Recorded data:
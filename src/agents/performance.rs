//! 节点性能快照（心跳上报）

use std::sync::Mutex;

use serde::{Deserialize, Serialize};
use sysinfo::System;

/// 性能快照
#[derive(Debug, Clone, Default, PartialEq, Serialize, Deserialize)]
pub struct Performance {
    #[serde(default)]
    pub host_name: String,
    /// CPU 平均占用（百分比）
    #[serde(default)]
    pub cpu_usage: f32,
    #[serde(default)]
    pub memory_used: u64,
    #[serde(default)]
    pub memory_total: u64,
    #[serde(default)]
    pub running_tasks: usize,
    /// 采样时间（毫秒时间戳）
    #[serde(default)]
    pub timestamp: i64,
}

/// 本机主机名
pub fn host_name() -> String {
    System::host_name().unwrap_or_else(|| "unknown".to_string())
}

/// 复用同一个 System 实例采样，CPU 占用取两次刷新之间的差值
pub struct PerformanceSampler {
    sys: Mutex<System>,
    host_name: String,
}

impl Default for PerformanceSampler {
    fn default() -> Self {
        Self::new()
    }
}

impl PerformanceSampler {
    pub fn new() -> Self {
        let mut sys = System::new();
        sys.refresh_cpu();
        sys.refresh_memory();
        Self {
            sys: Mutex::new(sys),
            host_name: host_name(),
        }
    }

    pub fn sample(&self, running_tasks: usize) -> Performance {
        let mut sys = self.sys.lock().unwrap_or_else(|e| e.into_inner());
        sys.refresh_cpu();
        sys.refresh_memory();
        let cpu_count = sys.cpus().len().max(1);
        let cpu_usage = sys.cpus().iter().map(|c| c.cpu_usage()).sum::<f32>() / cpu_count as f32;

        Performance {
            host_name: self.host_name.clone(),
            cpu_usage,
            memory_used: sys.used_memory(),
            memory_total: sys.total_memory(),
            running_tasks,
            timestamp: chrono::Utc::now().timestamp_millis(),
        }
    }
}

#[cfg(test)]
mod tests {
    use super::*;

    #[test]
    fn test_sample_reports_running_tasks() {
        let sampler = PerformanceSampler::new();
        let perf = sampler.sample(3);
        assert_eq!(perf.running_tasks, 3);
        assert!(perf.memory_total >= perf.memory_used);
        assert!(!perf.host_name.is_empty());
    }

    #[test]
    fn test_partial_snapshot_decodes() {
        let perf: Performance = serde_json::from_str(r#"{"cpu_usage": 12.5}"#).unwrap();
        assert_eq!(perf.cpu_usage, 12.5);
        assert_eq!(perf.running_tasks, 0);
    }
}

* [Task details]: Count every line of the records that holds the string "usize". Write only the total.

* [Solution for this task]: 2